What are some good books that present the argument between virtue ethics, and Utilitarian Ethics? I'm trying to decide on my personal moral position, and I've already rejected Virtue Ethics, (too uber-individualist, and relies largely on cultural norms), Egoism, (only useful to edgy teens, and psychopaths), and Religious Ethics, (atheist). So, I'd really like to see a good argument between these two points, laid out plainly.
virtue ethics is the only thing that makes sense. Aristotle had it down about 2500 years ago. Ethics is not something 'out there'. Cultural norms are something you just have to accept. But you can demand people are consistent. If you realise that most people are hypocrites it's a good theory.
>>9435842
I'm reading ethics right now and unironically modeling a moral code and my behavior on it.

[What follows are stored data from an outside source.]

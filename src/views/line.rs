//! CO₂ over time for the top-N countries, or the brushed set when one is pinned.

use serde::{Deserialize, Serialize};

use crate::aggregate::{time_series, top_countries};
use crate::config::Config;
use crate::data::Dataset;
use crate::region::{series_color, Rgb};
use crate::scale::ContinuousScale;
use crate::selection::SelectionState;

#[derive(Debug, Clone, PartialEq, Serialize, Deserialize)]
pub struct LinePoint {
    pub year: i32,
    pub co2: f64,
    pub x: f64,
    pub y: f64,
}

#[derive(Debug, Clone, PartialEq, Serialize, Deserialize)]
pub struct LineSeries {
    pub country: String,
    pub color: Rgb,
    pub points: Vec<LinePoint>,
}

#[derive(Debug, Clone, PartialEq, Serialize, Deserialize)]
pub struct LineView {
    pub title: String,
    /// True when the country set comes from a scatter brush
    pub pinned: bool,
    /// Series order, which also fixes colours. A brushed set comes out in
    /// alphabetical order, not the order the brush hit it.
    pub countries: Vec<String>,
    pub x: ContinuousScale,
    pub y: ContinuousScale,
    pub series: Vec<LineSeries>,
}

impl LineView {
    pub fn build(dataset: &Dataset, state: &SelectionState, cfg: &Config) -> Self {
        let (countries, pinned) = match &state.brushed {
            Some(set) if !set.is_empty() => (set.iter().cloned().collect::<Vec<_>>(), true),
            _ => (top_countries(dataset.records(), state.year, cfg.top_n), false),
        };
        let series = time_series(dataset.records(), &countries);

        let (y0, y1) = dataset
            .year_extent()
            .map_or((0.0, 1.0), |(lo, hi)| (lo as f64, hi as f64));
        let x = ContinuousScale::linear((y0, y1), (0.0, cfg.line_width)).nice();
        let max = series
            .iter()
            .flat_map(|s| s.points.iter().map(|p| p.co2))
            .fold(0.0, f64::max);
        let y = ContinuousScale::linear((0.0, max), (cfg.line_height, 0.0)).nice();

        // Colours follow the requested order, not the order series come back in.
        let color_of = |country: &str| {
            series_color(countries.iter().position(|c| c == country).unwrap_or(0))
        };
        let series = series
            .into_iter()
            .map(|s| LineSeries {
                color: color_of(&s.country),
                points: s
                    .points
                    .iter()
                    .map(|p| LinePoint {
                        year: p.year,
                        co2: p.co2,
                        x: x.apply(p.year as f64),
                        y: y.apply(p.co2),
                    })
                    .collect(),
                country: s.country,
            })
            .collect();

        Self {
            title: format!("CO₂ Emissions Over Time ({} Selection)", state.year),
            pinned,
            countries,
            x,
            y,
            series,
        }
    }
}

#[cfg(test)]
mod tests {
    use super::*;
    use crate::data::Record;
    use crate::region::Region;

    fn ds() -> Dataset {
        let mut records = Vec::new();
        for (i, country) in ["A", "B", "C", "D", "E", "F", "G"].iter().enumerate() {
            for year in 1990..=2022 {
                records.push(Record {
                    country: country.to_string(),
                    region: Region::Europe,
                    sub_region: "s".into(),
                    year,
                    co2: (i + 1) as f64 * 10.0,
                    gdp: 1.0,
                    population: 1,
                });
            }
        }
        Dataset::from_records(records)
    }

    #[test]
    fn defaults_to_top_n() {
        let cfg = Config::default();
        let view = LineView::build(&ds(), &SelectionState::new(2022), &cfg);
        assert!(!view.pinned);
        assert_eq!(view.countries, vec!["G", "F", "E", "D", "C"]);
        assert_eq!(view.series.len(), 5);
        assert_eq!(view.series[0].points.len(), 33);
        assert_eq!(view.series[0].color, series_color(0));
        assert_eq!(view.y.domain, (0.0, 70.0));
        assert_eq!(view.title, "CO₂ Emissions Over Time (2022 Selection)");
    }

    #[test]
    fn brush_pins_the_country_set() {
        let mut state = SelectionState::new(2022);
        state.brushed = Some(["A".to_string(), "B".to_string()].into_iter().collect());
        let view = LineView::build(&ds(), &state, &Config::default());
        assert!(view.pinned);
        let names: Vec<&str> = view.series.iter().map(|s| s.country.as_str()).collect();
        assert_eq!(names, vec!["A", "B"]);
    }

    #[test]
    fn points_span_the_plot_width() {
        let cfg = Config::default();
        let view = LineView::build(&ds(), &SelectionState::new(2022), &cfg);
        let first = view.series[0].points.first().unwrap();
        let last = view.series[0].points.last().unwrap();
        assert!(first.x >= 0.0);
        assert!(last.x <= cfg.line_width + 1e-9);
        assert!(first.x < last.x);
    }
}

What problems can I expect to run into?
>>9435907
>what problems can I expect to run into?
Nothing much, besides not even thinking of applying e.g. Kantian ethics in 99% of your everyday life, and in the remaining 1% - when you actually contemplate about which moral decision to take - the decisive thought will not be any maxim, but your own sensus communis, the notion of cultivated virtue which renders immediate decision making in the domain of moral possible with more certainty than any theoretical construction could possibly dream of.

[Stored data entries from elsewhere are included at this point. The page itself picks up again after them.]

//! View models for the four charts and the observer boundary to whatever
//! draws them.
//!
//! A view model is everything a renderer needs (positions, colours,
//! opacities, titles) computed from `(Dataset, SelectionState, Config)`.
//! Renderers implement [`ChartView`] and never see raw records.

pub mod bar;
pub mod line;
pub mod scatter;
pub mod sunburst;

use serde::{Deserialize, Serialize};
use std::io::Write;

use crate::config::Config;
use crate::data::Dataset;
use crate::logging::{self, obj, v_str, Domain};
use crate::selection::{SelectionState, ViewId};

pub use bar::BarView;
pub use line::LineView;
pub use scatter::ScatterView;
pub use sunburst::SunburstView;

pub const OPAQUE: f64 = 1.0;
pub const DIMMED: f64 = 0.3;

#[derive(Debug, Clone, PartialEq, Serialize, Deserialize)]
#[serde(tag = "view", rename_all = "lowercase")]
pub enum ViewModel {
    Bar(BarView),
    Scatter(ScatterView),
    Line(LineView),
    Sunburst(SunburstView),
}

impl ViewModel {
    pub fn build(id: ViewId, dataset: &Dataset, state: &SelectionState, cfg: &Config) -> Self {
        match id {
            ViewId::Bar => ViewModel::Bar(BarView::build(dataset, state, cfg)),
            ViewId::Scatter => ViewModel::Scatter(ScatterView::build(dataset, state, cfg)),
            ViewId::Line => ViewModel::Line(LineView::build(dataset, state, cfg)),
            ViewId::Sunburst => ViewModel::Sunburst(SunburstView::build(dataset, state, cfg)),
        }
    }

    pub fn id(&self) -> ViewId {
        match self {
            ViewModel::Bar(_) => ViewId::Bar,
            ViewModel::Scatter(_) => ViewId::Scatter,
            ViewModel::Line(_) => ViewId::Line,
            ViewModel::Sunburst(_) => ViewId::Sunburst,
        }
    }

    pub fn title(&self) -> &str {
        match self {
            ViewModel::Bar(v) => &v.title,
            ViewModel::Scatter(v) => &v.title,
            ViewModel::Line(v) => &v.title,
            ViewModel::Sunburst(v) => &v.title,
        }
    }
}

/// A chart renderer. `accepts` decides which view models it is sent.
pub trait ChartView {
    fn accepts(&self, id: ViewId) -> bool;
    fn render(&mut self, model: &ViewModel);
}

/// Writes every view model it receives as one JSON line.
pub struct JsonLinesView<W: Write> {
    out: W,
}

impl<W: Write> JsonLinesView<W> {
    pub fn new(out: W) -> Self {
        Self { out }
    }

    pub fn into_inner(self) -> W {
        self.out
    }
}

impl<W: Write> ChartView for JsonLinesView<W> {
    fn accepts(&self, _id: ViewId) -> bool {
        true
    }

    fn render(&mut self, model: &ViewModel) {
        let written = serde_json::to_string(model)
            .map_err(anyhow::Error::from)
            .and_then(|line| writeln!(self.out, "{}", line).map_err(anyhow::Error::from));
        if let Err(err) = written {
            logging::error(
                Domain::View,
                "render_failed",
                obj(&[
                    ("view", v_str(model.id().as_str())),
                    ("error", v_str(&err.to_string())),
                ]),
            );
        }
    }
}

also, I'm not the same anon as >>9435842
>>9435803
>hasn't taken the Nietzschean turn in ethics as a given
N. was all for questioning your educators but when everything you want to turn back to is degenerate nonsense at this point, don't.
>>9435803
>Religious Ethics
So you mean the only kind of the ethics with any sort of structure and the only kind that doesn't fall apart after a few minutes of questioning?